Был он громогласен и весел. Ораторствовал ярко и весомо. Ощущались в его словах открытость без лукавства и доброжелательность без притворства. Он говорил много, и о нем говорили много. И запомнился рассказ старого лабораторного служителя о том, как в былые дни виртуозно умел поносить свою веревочно-сургучную аппаратуру молодой новозеландец. В этом рассказе — а через полвека Бор привел его в мемориальной лекции о Резерфорде — слышалось восхищенье домодельной простотой экспериментальных установок первооткрывателя стольких важных истин. Но почему-то получалось так, что кавендишевцы восхваляли его как бы в прошедшем времени. Они не говорили о надежности его последних результатов — они молчали о том, о чем написал ему полгода назад, в марте, японский теоретик Нагаока: «Мне представляется гением тот, кто может работать со столь примитивным оборудованием и собирать столь богатую жатву».

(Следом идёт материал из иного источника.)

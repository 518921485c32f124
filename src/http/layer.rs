//! Tower middleware that admits or rejects requests before they reach a
//! handler.

use std::sync::Arc;
use std::task::{Context, Poll};

use axum::body::Body;
use axum::http::Request;
use axum::response::Response;
use futures::future::BoxFuture;
use tower::{Layer, Service};
use tracing::{debug, warn};

use super::response::{apply_rate_limit_headers, too_many_requests};
use crate::ratelimit::{
    client_origin, AdmissionController, AdmissionResult, IdentityKey, Preset, WindowPolicy,
};

/// Derives the caller identity from a request.
pub type KeyFn = Arc<dyn Fn(&Request<Body>) -> String + Send + Sync>;
/// Returns `true` for requests that bypass admission entirely.
pub type SkipFn = Arc<dyn Fn(&Request<Body>) -> bool + Send + Sync>;
/// Builds the response for a rejected request.
pub type RejectFn = Arc<dyn Fn(&Request<Body>, &AdmissionResult) -> Response + Send + Sync>;

/// Scope used when the layer is built without a preset.
const DEFAULT_SCOPE: &str = "default";

/// Applies a [`WindowPolicy`] to every request passing through the wrapped
/// service.
///
/// Every checked response carries `X-RateLimit-Limit`, `X-RateLimit-Remaining`
/// and `X-RateLimit-Reset`. Rejected requests also get `Retry-After` and never
/// reach the inner service.
#[derive(Clone)]
pub struct RateLimitLayer {
    controller: Arc<AdmissionController>,
    policy: WindowPolicy,
    scope: Arc<str>,
    key_fn: KeyFn,
    skip: Option<SkipFn>,
    on_reject: RejectFn,
}

impl RateLimitLayer {
    /// A layer using the default policy.
    pub fn new(controller: Arc<AdmissionController>) -> Self {
        Self {
            controller,
            policy: WindowPolicy::default(),
            scope: Arc::from(DEFAULT_SCOPE),
            key_fn: Arc::new(client_origin::<Body>),
            skip: None,
            on_reject: Arc::new(|_: &Request<Body>, result: &AdmissionResult| {
                too_many_requests(result.retry_after_secs.unwrap_or(0))
            }),
        }
    }

    /// A layer using the controller's current policy for `preset`, scoped by
    /// the preset name.
    pub fn preset(controller: Arc<AdmissionController>, preset: Preset) -> Self {
        let policy = controller.policy(preset);
        Self::new(controller).policy(preset.name(), policy)
    }

    /// Use an explicit policy, counted under `scope`.
    pub fn policy(mut self, scope: &str, policy: WindowPolicy) -> Self {
        self.scope = Arc::from(scope);
        self.policy = policy;
        self
    }

    pub fn key_fn<F>(mut self, f: F) -> Self
    where
        F: Fn(&Request<Body>) -> String + Send + Sync + 'static,
    {
        self.key_fn = Arc::new(f);
        self
    }

    pub fn skip_if<F>(mut self, f: F) -> Self
    where
        F: Fn(&Request<Body>) -> bool + Send + Sync + 'static,
    {
        self.skip = Some(Arc::new(f));
        self
    }

    pub fn on_reject<F>(mut self, f: F) -> Self
    where
        F: Fn(&Request<Body>, &AdmissionResult) -> Response + Send + Sync + 'static,
    {
        self.on_reject = Arc::new(f);
        self
    }
}

impl<S> Layer<S> for RateLimitLayer {
    type Service = RateLimit<S>;

    fn layer(&self, inner: S) -> Self::Service {
        RateLimit {
            inner,
            layer: self.clone(),
        }
    }
}

/// The service produced by [`RateLimitLayer`].
#[derive(Clone)]
pub struct RateLimit<S> {
    inner: S,
    layer: RateLimitLayer,
}

impl<S> Service<Request<Body>> for RateLimit<S>
where
    S: Service<Request<Body>, Response = Response> + Clone + Send + 'static,
    S::Future: Send + 'static,
    S::Error: Send + 'static,
{
    type Response = Response;
    type Error = S::Error;
    type Future = BoxFuture<'static, Result<Response, S::Error>>;

    fn poll_ready(&mut self, cx: &mut Context<'_>) -> Poll<Result<(), Self::Error>> {
        self.inner.poll_ready(cx)
    }

    fn call(&mut self, req: Request<Body>) -> Self::Future {
        // Take the service that was polled ready and leave a clone behind
        let clone = self.inner.clone();
        let mut inner = std::mem::replace(&mut self.inner, clone);
        let layer = self.layer.clone();

        Box::pin(async move {
            if layer.skip.as_ref().is_some_and(|skip| skip(&req)) {
                return inner.call(req).await;
            }

            let key = IdentityKey::new(&layer.scope, &(layer.key_fn)(&req));
            let result = layer
                .controller
                .check(&key.to_store_key(), &layer.policy)
                .await;

            if !result.allowed {
                warn!(
                    key = %key,
                    method = %req.method(),
                    path = %req.uri().path(),
                    retry_after_secs = ?result.retry_after_secs,
                    "Request rejected by rate limit"
                );
                let mut response = (layer.on_reject)(&req, &result);
                apply_rate_limit_headers(
                    response.headers_mut(),
                    layer.policy.max_requests(),
                    &result,
                );
                return Ok(response);
            }

            debug!(key = %key, remaining = result.remaining, "Request admitted");

            let mut response = inner.call(req).await?;
            apply_rate_limit_headers(response.headers_mut(), layer.policy.max_requests(), &result);
            Ok(response)
        })
    }
}
//! Rate limit response metadata and the default rejection response.

use axum::http::header::RETRY_AFTER;
use axum::http::{HeaderMap, HeaderName, HeaderValue, StatusCode};
use axum::response::{IntoResponse, Response};
use axum::Json;
use serde::{Deserialize, Serialize};

use crate::ratelimit::AdmissionResult;

pub const X_RATELIMIT_LIMIT: HeaderName = HeaderName::from_static("x-ratelimit-limit");
pub const X_RATELIMIT_REMAINING: HeaderName = HeaderName::from_static("x-ratelimit-remaining");
pub const X_RATELIMIT_RESET: HeaderName = HeaderName::from_static("x-ratelimit-reset");

/// JSON body sent with a 429.
#[derive(Debug, Clone, PartialEq, Eq, Serialize, Deserialize)]
pub struct RejectionBody {
    pub error: String,
    pub message: String,
    #[serde(rename = "retryAfter")]
    pub retry_after: u64,
}

impl RejectionBody {
    pub fn new(retry_after: u64) -> Self {
        Self {
            error: "Too many requests".to_string(),
            message: "Rate limit exceeded. Please try again later.".to_string(),
            retry_after,
        }
    }
}

/// The default rejection response: 429 with a [`RejectionBody`].
pub fn too_many_requests(retry_after: u64) -> Response {
    (
        StatusCode::TOO_MANY_REQUESTS,
        Json(RejectionBody::new(retry_after)),
    )
        .into_response()
}

/// Attach the `X-RateLimit-*` headers, plus `Retry-After` on rejection.
pub fn apply_rate_limit_headers(headers: &mut HeaderMap, limit: u32, result: &AdmissionResult) {
    headers.insert(X_RATELIMIT_LIMIT, HeaderValue::from(limit));
    headers.insert(X_RATELIMIT_REMAINING, HeaderValue::from(result.remaining));
    headers.insert(X_RATELIMIT_RESET, HeaderValue::from(result.reset_secs));

    if let Some(retry_after) = result.retry_after_secs {
        headers.insert(RETRY_AFTER, HeaderValue::from(retry_after));
    }
}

Японский теоретик в начале 11-го года посетил Манчестер. Он видел своими глазами ту самую установку 1909 года, с опытов на которой «все, в сущности, и началось». Открылось: при бомбардировке листка мишени — золотой фольги — не все альфа-частицы пронизывают ее насквозь: иные отбрасываются вспять! Даже Резерфорд, сам задумавший этот опыт, потом говорил:

«Я должен признаться по секрету, что не верил, будто это возможно… То было почти столь же неправдоподобно, как если бы вы произвели выстрел по обрывку папиросной бумаги 15-дюймовым снарядом, а он вернулся бы назад в угодил в вас».

Резерфорд пришел к неизбежному умозаключению: в глубинах атома существует массивная заряженная сердцевина. Она-то и встает неодолимым препятствием на пути заряженных альфа-частиц, летящих со скоростью 10 тысяч километров в секунду. Но из-за малости этой атомной сердцевины только редкие частицы умудряются прицельно попасть в нее, чтобы отразиться назад.

Существование атомного ядра было неоспоримым. Однако прошло около полутора лет, прежде чем Резерфорд решился сделать следующий шаг. Лишь в конце 1910 года случился день, когда он громадным своим голосом объявил в манчестерской лаборатории: «Теперь я знаю, как выглядит атом!» Он не мог бы выразиться точнее: он в самом деле только это и узнал — как выглядит атом, а не как устроен. Выглядел атом как солнечная микросистема с Положительным ядром в центре и отрицательными электронами на планетных орбитах вдали от ядра. Но по классическим законам атом не мог быть так устроен: вращение вынуждало бы электроны, в согласии с Максвеллом, непрерывно излучать энергию, а потеря энергии приводила бы их, в согласии с Ньютоном, к неминуемому падению на ядро. Резерфорд увидел обреченный атом. И конечно, осознал это тотчас. В первых же строках первой статьи о планетарной модели он предупредил теоретиков:

«Вопрос об устойчивости предлагаемого атома на этой стадии не следует подвергать рассмотрению…»

Вот в чем заключалась его сила! Своей интуицией он предугадывал другую стадию, когда для его обреченного атома теоретическое спасение найдется.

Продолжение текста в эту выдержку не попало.